Multi-mycotoxin analysis of wheat flour by liquid chromatography coupled to triple quadrupole mass spectrometry.

A reliable and rapid method has been developed for the determination of 29 different mycotoxins such as aflatoxins (B1, B2, G1, G2), ochratoxin A, zearalenone, sterigmatocystin, deoxynivalenol, 15- acetyldeoxynivalenol, 3-acetyldeoxynivalenol, nivalenol, fusarenon-X, diacetoxyscirpenol, neosolaniol, HT-2 and T-2 toxins, beauvericin, enniatins (A, A1, B, B1), tenuazonic acid, tentoxin, alternariol, alternariol methyl ether, altenuene, fumonisins (B1, B2, B3) at trace levels in wheat flour.
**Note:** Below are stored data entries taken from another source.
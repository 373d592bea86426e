use std::collections::BTreeMap;
use std::fs;
use std::path::{Path, PathBuf};

use crate::prelude::{eprintln, println, *};
use fragenimport_core::{
    BoundingBox, Dataset, DatasetMeta, ImportOutcome, Line, PlacedImage, ReconcileStats,
    RepairFlag,
};

#[derive(Debug, clap::Args)]
pub struct ImportOptions {
    /// Path to the question catalog PDF
    pub source: PathBuf,

    /// Directory the dataset and image files are written to
    #[clap(long, default_value = "data")]
    pub output: PathBuf,

    /// Dataset file name inside the output directory
    #[clap(long, default_value = "questions.json")]
    pub dataset: String,

    /// Image directory name inside the output directory
    #[clap(long, default_value = "images")]
    pub images_dir: String,
}

pub fn run(options: ImportOptions, global: crate::Global) -> Result<()> {
    // A missing source is the one fatal precondition; everything downstream
    // degrades per question instead of aborting.
    if !options.source.is_file() {
        return Err(eyre!(Error::SourceNotFound(
            options.source.display().to_string()
        )));
    }

    let bytes = fs::read(&options.source)
        .with_context(|| f!("cannot read {}", options.source.display()))?;

    let extracted = pdf::ExtractedDocument::from_bytes(&bytes)
        .with_context(|| f!("cannot parse {}", options.source.display()))?;

    let lines = convert_lines(&extracted.lines);
    let images_by_page = convert_images(&extracted.images_by_page);

    let dataset_path = options.output.join(&options.dataset);
    let prior = load_prior_dataset(&dataset_path);

    let ImportOutcome {
        mut questions,
        repairs,
        reconcile,
    } = fragenimport_core::import_document(&lines, &images_by_page, prior.as_ref());

    // Persist claimed images and rewrite each question's image list to
    // dataset-relative paths.
    let images_path = options.output.join(&options.images_dir);
    fs::create_dir_all(&images_path)
        .with_context(|| f!("cannot create {}", images_path.display()))?;

    let mut images_written = 0usize;
    for question in &mut questions {
        for (idx, image) in question.claimed_images.iter().enumerate() {
            let filename = f!(
                "question_{:04}_{}.{}",
                question.id,
                idx + 1,
                image.extension
            );
            fs::write(images_path.join(&filename), &image.bytes)
                .with_context(|| f!("cannot write image {}", filename))?;
            question
                .images
                .push(f!("{}/{}", options.images_dir, filename));
            images_written += 1;
        }
    }

    let source_name = options
        .source
        .file_name()
        .map(|n| n.to_string_lossy().into_owned())
        .unwrap_or_else(|| options.source.display().to_string());

    let dataset = Dataset {
        meta: DatasetMeta {
            source: source_name,
            generated_at: chrono::Utc::now().to_rfc3339(),
            question_count: questions.len(),
        },
        questions,
    };

    fs::create_dir_all(&options.output)
        .with_context(|| f!("cannot create {}", options.output.display()))?;
    let json = serde_json::to_string_pretty(&dataset)?;
    fs::write(&dataset_path, json)
        .with_context(|| f!("cannot write {}", dataset_path.display()))?;

    print_summary(&dataset, extracted.page_count, images_written, &reconcile);
    report_repairs(&repairs, global.verbose);

    Ok(())
}

/// Convert the reader's positioned lines into the core representation.
fn convert_lines(lines: &[pdf::Line]) -> Vec<Line> {
    lines
        .iter()
        .map(|l| {
            Line::new(
                &l.text,
                BoundingBox::new(l.bbox.left, l.bbox.top, l.bbox.right, l.bbox.bottom),
                l.page,
            )
        })
        .collect()
}

fn convert_images(
    images_by_page: &BTreeMap<u32, Vec<pdf::PlacedImage>>,
) -> BTreeMap<u32, Vec<PlacedImage>> {
    images_by_page
        .iter()
        .map(|(&page, images)| {
            let converted = images
                .iter()
                .map(|i| PlacedImage {
                    page: i.page,
                    bbox: BoundingBox::new(i.bbox.left, i.bbox.top, i.bbox.right, i.bbox.bottom),
                    bytes: i.bytes.clone(),
                    extension: i.extension.clone(),
                })
                .collect();
            (page, converted)
        })
        .collect()
}

/// Best-effort load of the previously persisted dataset.  A missing or
/// unreadable file just means there is nothing to reconcile against.
fn load_prior_dataset(path: &Path) -> Option<Dataset> {
    let contents = fs::read_to_string(path).ok()?;
    match serde_json::from_str::<Dataset>(&contents) {
        Ok(dataset) => Some(dataset),
        Err(e) => {
            eprintln!(
                "warning: ignoring existing dataset {} ({})",
                path.display(),
                e
            );
            None
        }
    }
}

fn print_summary(
    dataset: &Dataset,
    page_count: usize,
    images_written: usize,
    reconcile: &ReconcileStats,
) {
    let mut table = new_table();
    table.add_row(prettytable::row!["Pages", page_count]);
    table.add_row(prettytable::row!["Questions", dataset.questions.len()]);
    table.add_row(prettytable::row!["Images written", images_written]);
    table.add_row(prettytable::row!["Answer keys carried", reconcile.carried]);
    table.add_row(prettytable::row![
        "Stale answer keys dropped",
        reconcile.out_of_range
    ]);
    table.printstd();
}

fn report_repairs(repairs: &[RepairFlag], verbose: bool) {
    for flag in repairs {
        if !flag.also_applicable.is_empty() {
            eprintln!(
                "warning: {} repaired with `{}` but {:?} also matched -- review the answers",
                flag.display_number, flag.applied, flag.also_applicable
            );
        } else if verbose {
            println!("{}: answers repaired with `{}`", flag.display_number, flag.applied);
        }
    }
}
Liquid chromatography coupled to tandem mass spectrometry (LC–MS/MS) was used for their analysis. Extraction and detection conditions were optimized in order to increase sample throughput and sensitivity. Three methods were tested: liquid-liquid extraction, matrix solid phase dispersion and QuEChERS-based extraction procedure. The method chosen consisted on a liquid-liquid extraction of acetonitrile/water (84/16, v/v), which provided the highest recoveries and sensitivity. It was validated for recovery, repeatability, reproducibility, linearity, sensitivity and matrix effect of wheat flour for each analyzed mycotoxin. Method validation was performed by spiking the matrix with standard stock solution of all mycotoxins and depending on the sensitivity, at three different levels from 20 to 300 ng mL-1. Matrixmatched calibration was used for quantification. Recoveries obtained for the 29 mycotoxins were higher than 80%. Repeatability, expressed as relative standard deviation, was always lower than 15%. Good linearity (R > 0.992) was obtained and quantification limits ranged from 2.5 to 60 ng g-1.